Chacune des deux dernières parties esquisse des orientations possibles pour donner enfin au DALO toutes ses chances de réussite.

I. LA LOI INSTITUANT LE DROIT AU LOGEMENT OPPOSABLE OU L'IMMENSE DÉFI D'UNE OBLIGATION DE RÉSULTAT INCOMBANT À L'ÉTAT

L'objectif de la loi DALO, tel que l'énonçait le Gouvernement dans son exposé des motifs, est « de permettre aux personnes défavorisées prioritaires dans l'attribution d'un logement de pouvoir non seulement saisir la commission de médiation mais aussi d'engager un recours devant la juridiction administrative en cas d'avis favorable de la commission non suivi d'effet dans un délai raisonnable ».

Il s'agissait ainsi d'assurer le passage d'une obligation de moyens à une obligation de résultat, par l'instauration d'une éventuelle sanction juridictionnelle devant la carence des pouvoirs publics . La loi DALO définit en effet :

- un principe fort : l'opposabilité du droit au logement à l'encontre de l'État seul ;

- une procédure juridique innovante : la possibilité de saisir, sous certaines conditions, la juridiction administrative pour contraindre l'État à honorer ses obligations de logement ou de relogement ;

- et des mesures d'ajustement d'ordre financier et fiscal qui traduisent, plus généralement, l'effet de levier attendu de la loi sur le renforcement des capacités du parc immobilier social.

A. L'ÉTAT, SEUL GARANT DU DROIT AU LOGEMENT OPPOSABLE

1. Une responsabilité juridique entièrement portée par l'État
a) L'opposabilité du droit au logement

Principe phare, l'opposabilité est instituée à l'article 1 er de la loi du 5 mars 2007, codifié à l'article L. 300-1 du code de la construction et de l'habitation (CCH) : le « droit à un logement décent et indépendant (...) est garanti par l'État à toute personne qui, résidant sur le territoire français de façon régulière et dans des conditions de permanence définies par décret en Conseil d'État, n'est pas en mesure d'y accéder par ses propres moyens ou de s'y maintenir ».

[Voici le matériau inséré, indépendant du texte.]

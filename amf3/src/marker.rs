use crate::DecodeError;

pub(crate) const UNDEFINED: u8 = 0x00;
pub(crate) const NULL: u8 = 0x01;
pub(crate) const FALSE: u8 = 0x02;
pub(crate) const TRUE: u8 = 0x03;
pub(crate) const INTEGER: u8 = 0x04;
pub(crate) const DOUBLE: u8 = 0x05;
pub(crate) const STRING: u8 = 0x06;
pub(crate) const XML_DOC: u8 = 0x07;
pub(crate) const DATE: u8 = 0x08;
pub(crate) const ARRAY: u8 = 0x09;
pub(crate) const OBJECT: u8 = 0x0A;
pub(crate) const XML: u8 = 0x0B;
pub(crate) const BYTE_ARRAY: u8 = 0x0C;
pub(crate) const VECTOR_INT: u8 = 0x0D;
pub(crate) const VECTOR_UINT: u8 = 0x0E;
pub(crate) const VECTOR_DOUBLE: u8 = 0x0F;
pub(crate) const VECTOR_OBJECT: u8 = 0x10;
pub(crate) const DICTIONARY: u8 = 0x11;

// https://github.com/q191201771/doc/blob/master/spec-amf-file-format-spec.pdf
// Section 3.12: U29O with inline traits, not externalizable, dynamic, no sealed members.
pub(crate) const DYNAMIC_ANONYMOUS_TRAIT: u32 = 0x0B;

/// U29S header of the empty string. Terminates dynamic members, marks an
/// empty associative array part and an anonymous class name.
pub(crate) const EMPTY_STRING: u8 = 0x01;

/// Value markers handled by the codec.
#[derive(Debug, Clone, Copy, PartialEq, Eq)]
pub enum Marker {
    Null,
    False,
    True,
    Integer,
    Double,
    String,
    Array,
    Object,
}

impl Marker {
    pub(crate) fn from_byte(byte: u8) -> Result<Self, DecodeError> {
        let marker = match byte {
            NULL => Self::Null,
            FALSE => Self::False,
            TRUE => Self::True,
            INTEGER => Self::Integer,
            DOUBLE => Self::Double,
            STRING => Self::String,
            ARRAY => Self::Array,
            OBJECT => Self::Object,
            _ => return Err(unsupported(byte)),
        };
        Ok(marker)
    }

    pub fn byte(self) -> u8 {
        match self {
            Self::Null => NULL,
            Self::False => FALSE,
            Self::True => TRUE,
            Self::Integer => INTEGER,
            Self::Double => DOUBLE,
            Self::String => STRING,
            Self::Array => ARRAY,
            Self::Object => OBJECT,
        }
    }

    /// Wire type name used in error messages.
    pub fn type_name(self) -> &'static str {
        match self {
            Self::Null => "null",
            Self::False | Self::True => "boolean",
            Self::Integer => "integer",
            Self::Double => "double",
            Self::String => "string",
            Self::Array => "array",
            Self::Object => "object",
        }
    }
}

fn unsupported(byte: u8) -> DecodeError {
    let name = match byte {
        UNDEFINED => "undefined",
        XML_DOC => "xml document",
        DATE => "date",
        XML => "xml",
        BYTE_ARRAY => "byte array",
        VECTOR_INT => "int vector",
        VECTOR_UINT => "uint vector",
        VECTOR_DOUBLE => "double vector",
        VECTOR_OBJECT => "object vector",
        DICTIONARY => "dictionary",
        _ => return DecodeError::UnknownMarker(byte),
    };
    DecodeError::UnsupportedMarker { marker: byte, name }
}
//! Configuration file resolution with global fallback.
//!
//! Resolves the configuration file path using a deterministic priority order:
//!
//! 1. `--config` flag (explicit path)
//! 2. `{project}/astfix.toml`, `.astfix.toml` or `config.json`
//! 3. `~/.astfix/config.toml` (global fallback)
//! 4. No config found

use std::path::{Path, PathBuf};

/// Where the configuration was found.
#[derive(Debug, Clone, PartialEq, Eq)]
pub enum ConfigSource {
    /// Explicitly specified via `--config` flag.
    Explicit(PathBuf),
    /// Found in the project directory.
    Project(PathBuf),
    /// Loaded from the global config directory (`~/.astfix/`).
    Global(PathBuf),
    /// No config found.
    Missing,
}

impl ConfigSource {
    /// Returns the resolved path, if any.
    #[must_use]
    pub fn path(&self) -> Option<&Path> {
        match self {
            Self::Explicit(p) | Self::Project(p) | Self::Global(p) => Some(p),
            Self::Missing => None,
        }
    }

    /// Returns `true` if the config was loaded from the global directory.
    #[must_use]
    pub fn is_global(&self) -> bool {
        matches!(self, Self::Global(_))
    }
}

/// Project-level config file names, checked in order.
pub const PROJECT_CONFIG_NAMES: &[&str] = &["astfix.toml", ".astfix.toml", "config.json"];

/// Config file name within the global config directory.
const GLOBAL_CONFIG_NAME: &str = "config.toml";

/// Resolves the configuration file path.
///
/// See module-level docs for resolution order.
#[must_use]
pub fn resolve(project_dir: &Path, explicit: Option<&Path>) -> ConfigSource {
    resolve_inner(project_dir, explicit, global_config_dir())
}

/// Testable core: accepts `global_dir` as parameter to avoid env var races.
fn resolve_inner(
    project_dir: &Path,
    explicit: Option<&Path>,
    global_dir: Option<PathBuf>,
) -> ConfigSource {
    if let Some(p) = explicit {
        return ConfigSource::Explicit(p.to_path_buf());
    }

    for name in PROJECT_CONFIG_NAMES {
        let candidate = project_dir.join(name);
        if candidate.exists() {
            tracing::debug!("Found project config: {}", candidate.display());
            return ConfigSource::Project(candidate);
        }
    }

    if let Some(dir) = global_dir {
        let candidate = dir.join(GLOBAL_CONFIG_NAME);
        if candidate.exists() {
            tracing::debug!("Found global config: {}", candidate.display());
            return ConfigSource::Global(candidate);
        }
    }

    ConfigSource::Missing
}

/// Returns the global config directory path.
///
/// Resolution: `$ASTFIX_CONFIG_DIR` > `~/.astfix/`
#[must_use]
pub fn global_config_dir() -> Option<PathBuf> {
    if let Ok(dir) = std::env::var("ASTFIX_CONFIG_DIR") {
        return Some(PathBuf::from(dir));
    }
    home::home_dir().map(|h| h.join(".astfix"))
}
//! # astfix-core
//!
//! Core model for the astfix analyze / fix / regenerate pipeline.
//!
//! This crate provides the pieces every stage shares:
//!
//! - [`AstNode`], the generic `(kind, text, children)` syntax tree
//! - [`kind`], the kind vocabulary the stages dispatch on
//! - [`Config`] with per-rule [`RuleLevel`]s and a [`Verbosity`]
//! - [`LogSink`] for traversal and rule logging
//! - [`LintRule`] and [`FixRule`] traits
//! - [`Violation`] and [`LintResult`] for reporting lint findings
//!
//! ## Example
//!
//! ```
//! use astfix_core::{AstNode, kind};
//!
//! let literal = AstNode::new(kind::STRING_LITERAL, "\"Hello\"");
//! literal.set_text("'Hello'");
//! assert_eq!(literal.text().as_str(), "'Hello'");
//! ```

#![forbid(unsafe_code)]
#![warn(missing_docs)]

mod config;
mod context;
pub mod kind;
mod log;
mod node;
mod rule;
mod types;

pub use config::{Config, ConfigError, RuleLevel, Verbosity};
pub use context::FileContext;
pub use log::{node_line, Level, LogSink, MemorySink, TracingSink};
pub use node::{AstNode, Span, Walk};
pub use rule::{FixRule, FixRuleBox, LintRule, LintRuleBox, Verdict};
pub use types::{LintResult, Location, Severity, Suggestion, Violation, ViolationDiagnostic};
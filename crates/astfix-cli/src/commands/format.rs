//! Format command implementation.

use anyhow::{Context, Result};
use astfix_codegen::Reconstructor;
use astfix_core::{Config, TracingSink};
use astfix_rules::Fixer;
use astfix_ts::TypeScriptParser;
use std::path::Path;

use super::{emit, load_config, project_dir, Settings};

/// Runs the format command.
pub fn run(file: &Path, out: Option<&Path>, settings: &Settings) -> Result<()> {
    let config = load_config(&project_dir(file), settings)?;
    let source = std::fs::read_to_string(file)
        .with_context(|| format!("Failed to read {}", file.display()))?;

    let formatted = format_source(&source, file, &config)?;
    emit(&formatted, out, "Formatted source:")
}

/// Parses `source`, applies the enabled fix rules and regenerates it.
///
/// Nothing is returned when regeneration fails, so a caller never writes
/// a partial file.
pub fn format_source(source: &str, file: &Path, config: &Config) -> Result<String> {
    let root = TypeScriptParser::for_path(file)
        .parse(source, file)
        .with_context(|| format!("Failed to parse {}", file.display()))?;

    let mut sink = TracingSink;
    let mut fixer = Fixer::new(config, &mut sink);
    fixer.fix(&root, 0, &root);
    tracing::debug!("Applied {} fixes to {}", fixer.applied(), file.display());

    let mut sink = TracingSink;
    Reconstructor::new(config.verbosity, &mut sink)
        .render(&root)
        .with_context(|| format!("Failed to regenerate {}", file.display()))
}
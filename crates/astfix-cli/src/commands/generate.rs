//! Generate command implementation.

use anyhow::{Context, Result};
use astfix_codegen::Reconstructor;
use astfix_core::{AstNode, TracingSink, Verbosity};
use std::path::Path;

use super::{emit, Settings};

/// Runs the generate command.
pub fn run(ast: &Path, out: Option<&Path>, settings: &Settings) -> Result<()> {
    let json = std::fs::read_to_string(ast)
        .with_context(|| format!("Failed to read {}", ast.display()))?;

    let source = generate_source(&json, settings.verbosity(Verbosity::Normal))
        .with_context(|| format!("Failed to generate code from {}", ast.display()))?;
    emit(&source, out, "Generated source:")
}

/// Rebuilds source text from a JSON-serialized tree.
pub fn generate_source(json: &str, verbosity: Verbosity) -> Result<String> {
    let root: AstNode = serde_json::from_str(json).context("Invalid tree JSON")?;
    let mut sink = TracingSink;
    Ok(Reconstructor::new(verbosity, &mut sink).render(&root)?)
}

La loi prévoit ainsi que la responsabilité juridique du respect du DALO incombe, à titre exclusif, à l'État . Au cours des travaux préalables à l'adoption, le législateur a en effet tenu à faire valoir que la garantie étatique serait le gage d'une application équitable et solidaire du DALO sur l'ensemble du territoire. A ainsi été supprimée du projet de loi initial, à l'initiative du Sénat, toute disposition prévoyant le transfert automatique de la responsabilité de la mise en oeuvre de ce droit aux collectivités signataires d'une convention de délégation du contingent préfectoral.

Le contingent de réservation de logements locatifs sociaux dont dispose chaque préfet de département constitue le principal outil de l'État pour remplir son obligation de logement ou de relogement. En application de l'article R.441-5 du CCH, ce contingent correspond à 30 % du patrimoine de chaque bailleur social du département, dont 25 % pour les personnes défavorisées.

b) Les obligations de l'État en matière d'accès à l'information

Les auditions réalisées préalablement à l'adoption de la loi DALO avaient montré, aussi bien au Sénat qu'à l'Assemblée nationale, des lacunes dans les dispositifs d'accompagnement social des personnes défavorisées faisant l'objet d'une procédure de logement ou de relogement.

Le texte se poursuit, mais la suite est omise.